TASK GOAL: For each entry that follows, write out an identical copy.
*** Begin section ***
//! Reference data tables: jurisdictions, programs, utilities and archetypes
//!
//! Every lookup returns an `Option`; the engine applies a documented
//! conservative default on a miss instead of failing.

mod jurisdiction;
mod utility;
mod home;
mod heating;
mod household;
pub mod loader;

pub use jurisdiction::{
    FederalIncentives, FederalProgram, Jurisdiction, JurisdictionProfile, Mandate, Program,
    UtilityOutlook,
};
pub use utility::{ProgramParticipation, UtilityTable, UtilityTerritory};
pub use home::{HomeArchetype, HomeType};
pub use heating::{HeatingArchetype, HeatingSystem, StrandedAssetRisk};
pub use household::{AgeArchetype, IncomeArchetype, IncomeBracket, SystemAge, Urgency};
pub use loader::{LoadedReference, ReferenceLoadError};

use std::path::Path;

/// Container for all reference tables the calculator reads
#[derive(Debug, Clone)]
pub struct ReferenceTables {
    pub jurisdictions: Vec<JurisdictionProfile>,
    pub federal: FederalIncentives,
    pub utilities: UtilityTable,
    pub home_types: Vec<HomeArchetype>,
    pub heating_systems: Vec<HeatingArchetype>,
    pub income_brackets: Vec<IncomeArchetype>,
    pub system_ages: Vec<AgeArchetype>,
}

impl ReferenceTables {
    /// Compiled-in tables
    pub fn builtin() -> Self {
        Self {
            jurisdictions: Jurisdiction::ALL
                .into_iter()
                .map(JurisdictionProfile::builtin)
                .collect(),
            federal: FederalIncentives::default(),
            utilities: UtilityTable::builtin(),
            home_types: HomeArchetype::builtin_table(),
            heating_systems: HeatingArchetype::builtin_table(),
            income_brackets: IncomeArchetype::builtin_table(),
            system_ages: AgeArchetype::builtin_table(),
        }
    }

    /// Load archetype and utility tables from CSV files in the default location (data/reference/)
    pub fn from_csv() -> Result<Self, ReferenceLoadError> {
        Self::from_csv_path(Path::new(loader::DEFAULT_REFERENCE_PATH))
    }

    /// Load archetype and utility tables from CSV files in a specific directory.
    /// Jurisdiction and federal program data stay builtin.
    pub fn from_csv_path(path: &Path) -> Result<Self, ReferenceLoadError> {
        let loaded = LoadedReference::load_from(path)?;
        Ok(Self::from_loaded(loaded))
    }

    pub fn from_loaded(loaded: LoadedReference) -> Self {
        Self {
            utilities: UtilityTable::new(loaded.utility_territories),
            home_types: loaded.home_types,
            heating_systems: loaded.heating_systems,
            income_brackets: loaded.income_brackets,
            system_ages: loaded.system_ages,
            ..Self::builtin()
        }
    }

    pub fn jurisdiction(&self, jurisdiction: Jurisdiction) -> Option<&JurisdictionProfile> {
        self.jurisdictions.iter().find(|j| j.jurisdiction == jurisdiction)
    }

    pub fn home(&self, home_type: HomeType) -> Option<&HomeArchetype> {
        self.home_types.iter().find(|h| h.home_type == home_type)
    }

    pub fn heating(&self, system: HeatingSystem) -> Option<&HeatingArchetype> {
        self.heating_systems.iter().find(|h| h.system == system)
    }

    pub fn income(&self, bracket: IncomeBracket) -> Option<&IncomeArchetype> {
        self.income_brackets.iter().find(|b| b.bracket == bracket)
    }

    pub fn age(&self, age: SystemAge) -> Option<&AgeArchetype> {
        self.system_ages.iter().find(|a| a.age == age)
    }
}

impl Default for ReferenceTables {
    fn default() -> Self {
        Self::builtin()
    }
}

#[cfg(test)]
mod tests {
    use super::*;

    #[test]
    fn test_builtin_lookups() {
        let tables = ReferenceTables::builtin();

        assert_eq!(tables.home(HomeType::SingleFamily).unwrap().base_install_cost, 15_000.0);
        assert_eq!(
            tables.heating(HeatingSystem::OilBoiler).unwrap().stranded_asset_risk,
            StrandedAssetRisk::VeryHigh
        );
        assert_eq!(tables.income(IncomeBracket::Moderate).unwrap().heehra_coverage_pct, 50);
        assert_eq!(tables.age(SystemAge::Over20).unwrap().urgency, Urgency::Critical);
        assert_eq!(tables.federal.ira_25c.max_amount, 2000.0);
        for j in Jurisdiction::ALL {
            assert!(tables.jurisdiction(j).is_some());
        }
    }

    #[test]
    fn test_csv_tables_match_builtin() {
        let dir = Path::new(env!("CARGO_MANIFEST_DIR")).join(loader::DEFAULT_REFERENCE_PATH);
        let from_csv = ReferenceTables::from_csv_path(&dir).unwrap();
        let builtin = ReferenceTables::builtin();

        for home in HomeType::ALL {
            assert_eq!(
                from_csv.home(home).unwrap().base_install_cost,
                builtin.home(home).unwrap().base_install_cost
            );
        }
        for bracket in IncomeBracket::ALL {
            assert_eq!(
                from_csv.income(bracket).unwrap().state_rebate,
                builtin.income(bracket).unwrap().state_rebate
            );
        }
        let csv_ids: Vec<_> = from_csv.utilities.iter().map(|u| u.id.clone()).collect();
        let builtin_ids: Vec<_> = builtin.utilities.iter().map(|u| u.id.clone()).collect();
        assert_eq!(csv_ids, builtin_ids);
    }

    #[test]
    fn test_partial_table_lookup_misses() {
        let mut tables = ReferenceTables::builtin();
        tables.home_types.retain(|h| h.home_type != HomeType::Condo);
        assert!(tables.home(HomeType::Condo).is_none());
    }
}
*** End section ***
EXERCISE RESPONSE:
//! Reference data tables: jurisdictions, programs, utilities and archetypes
//!
//! Every lookup returns an `Option`; the engine applies a documented
//! conservative default on a miss instead of failing.

mod jurisdiction;
mod utility;
mod home;
mod heating;
mod household;
pub mod loader;

pub use jurisdiction::{
    FederalIncentives, FederalProgram, Jurisdiction, JurisdictionProfile, Mandate, Program,
    UtilityOutlook,
};
pub use utility::{ProgramParticipation, UtilityTable, UtilityTerritory};
pub use home::{HomeArchetype, HomeType};
pub use heating::{HeatingArchetype, HeatingSystem, StrandedAssetRisk};
pub use household::{AgeArchetype, IncomeArchetype, IncomeBracket, SystemAge, Urgency};
pub use loader::{LoadedReference, ReferenceLoadError};

use std::path::Path;

/// Container for all reference tables the calculator reads
#[derive(Debug, Clone)]
pub struct ReferenceTables {
    pub jurisdictions: Vec<JurisdictionProfile>,
    pub federal: FederalIncentives,
    pub utilities: UtilityTable,
    pub home_types: Vec<HomeArchetype>,
    pub heating_systems: Vec<HeatingArchetype>,
    pub income_brackets: Vec<IncomeArchetype>,
    pub system_ages: Vec<AgeArchetype>,
}

impl ReferenceTables {
    /// Compiled-in tables
    pub fn builtin() -> Self {
        Self {
            jurisdictions: Jurisdiction::ALL
                .into_iter()
                .map(JurisdictionProfile::builtin)
                .collect(),
            federal: FederalIncentives::default(),
            utilities: UtilityTable::builtin(),
            home_types: HomeArchetype::builtin_table(),
            heating_systems: HeatingArchetype::builtin_table(),
            income_brackets: IncomeArchetype::builtin_table(),
            system_ages: AgeArchetype::builtin_table(),
        }
    }

    /// Load archetype and utility tables from CSV files in the default location (data/reference/)
    pub fn from_csv() -> Result<Self, ReferenceLoadError> {
        Self::from_csv_path(Path::new(loader::DEFAULT_REFERENCE_PATH))
    }

    /// Load archetype and utility tables from CSV files in a specific directory.
    /// Jurisdiction and federal program data stay builtin.
    pub fn from_csv_path(path: &Path) -> Result<Self, ReferenceLoadError> {
        let loaded = LoadedReference::load_from(path)?;
        Ok(Self::from_loaded(loaded))
    }

    pub fn from_loaded(loaded: LoadedReference) -> Self {
        Self {
            utilities: UtilityTable::new(loaded.utility_territories),
            home_types: loaded.home_types,
            heating_systems: loaded.heating_systems,
            income_brackets: loaded.income_brackets,
            system_ages: loaded.system_ages,
            ..Self::builtin()
        }
    }

    pub fn jurisdiction(&self, jurisdiction: Jurisdiction) -> Option<&JurisdictionProfile> {
        self.jurisdictions.iter().find(|j| j.jurisdiction == jurisdiction)
    }

    pub fn home(&self, home_type: HomeType) -> Option<&HomeArchetype> {
        self.home_types.iter().find(|h| h.home_type == home_type)
    }

    pub fn heating(&self, system: HeatingSystem) -> Option<&HeatingArchetype> {
        self.heating_systems.iter().find(|h| h.system == system)
    }

    pub fn income(&self, bracket: IncomeBracket) -> Option<&IncomeArchetype> {
        self.income_brackets.iter().find(|b| b.bracket == bracket)
    }

    pub fn age(&self, age: SystemAge) -> Option<&AgeArchetype> {
        self.system_ages.iter().find(|a| a.age == age)
    }
}

impl Default for ReferenceTables {
    fn default() -> Self {
        Self::builtin()
    }
}

#[cfg(test)]
mod tests {
    use super::*;

    #[test]
    fn test_builtin_lookups() {
        let tables = ReferenceTables::builtin();

        assert_eq!(tables.home(HomeType::SingleFamily).unwrap().base_install_cost, 15_000.0);
        assert_eq!(
            tables.heating(HeatingSystem::OilBoiler).unwrap().stranded_asset_risk,
            StrandedAssetRisk::VeryHigh
        );
        assert_eq!(tables.income(IncomeBracket::Moderate).unwrap().heehra_coverage_pct, 50);
        assert_eq!(tables.age(SystemAge::Over20).unwrap().urgency, Urgency::Critical);
        assert_eq!(tables.federal.ira_25c.max_amount, 2000.0);
        for j in Jurisdiction::ALL {
            assert!(tables.jurisdiction(j).is_some());
        }
    }

    #[test]
    fn test_csv_tables_match_builtin() {
        let dir = Path::new(env!("CARGO_MANIFEST_DIR")).join(loader::DEFAULT_REFERENCE_PATH);
        let from_csv = ReferenceTables::from_csv_path(&dir).unwrap();
        let builtin = ReferenceTables::builtin();

        for home in HomeType::ALL {
            assert_eq!(
                from_csv.home(home).unwrap().base_install_cost,
                builtin.home(home).unwrap().base_install_cost
            );
        }
        for bracket in IncomeBracket::ALL {
            assert_eq!(
                from_csv.income(bracket).unwrap().state_rebate,
                builtin.income(bracket).unwrap().state_rebate
            );
        }
        let csv_ids: Vec<_> = from_csv.utilities.iter().map(|u| u.id.clone()).collect();
        let builtin_ids: Vec<_> = builtin.utilities.iter().map(|u| u.id.clone()).collect();
        assert_eq!(csv_ids, builtin_ids);
    }

    #[test]
    fn test_partial_table_lookup_misses() {
        let mut tables = ReferenceTables::builtin();
        tables.home_types.retain(|h| h.home_type != HomeType::Condo);
        assert!(tables.home(HomeType::Condo).is_none());
    }
}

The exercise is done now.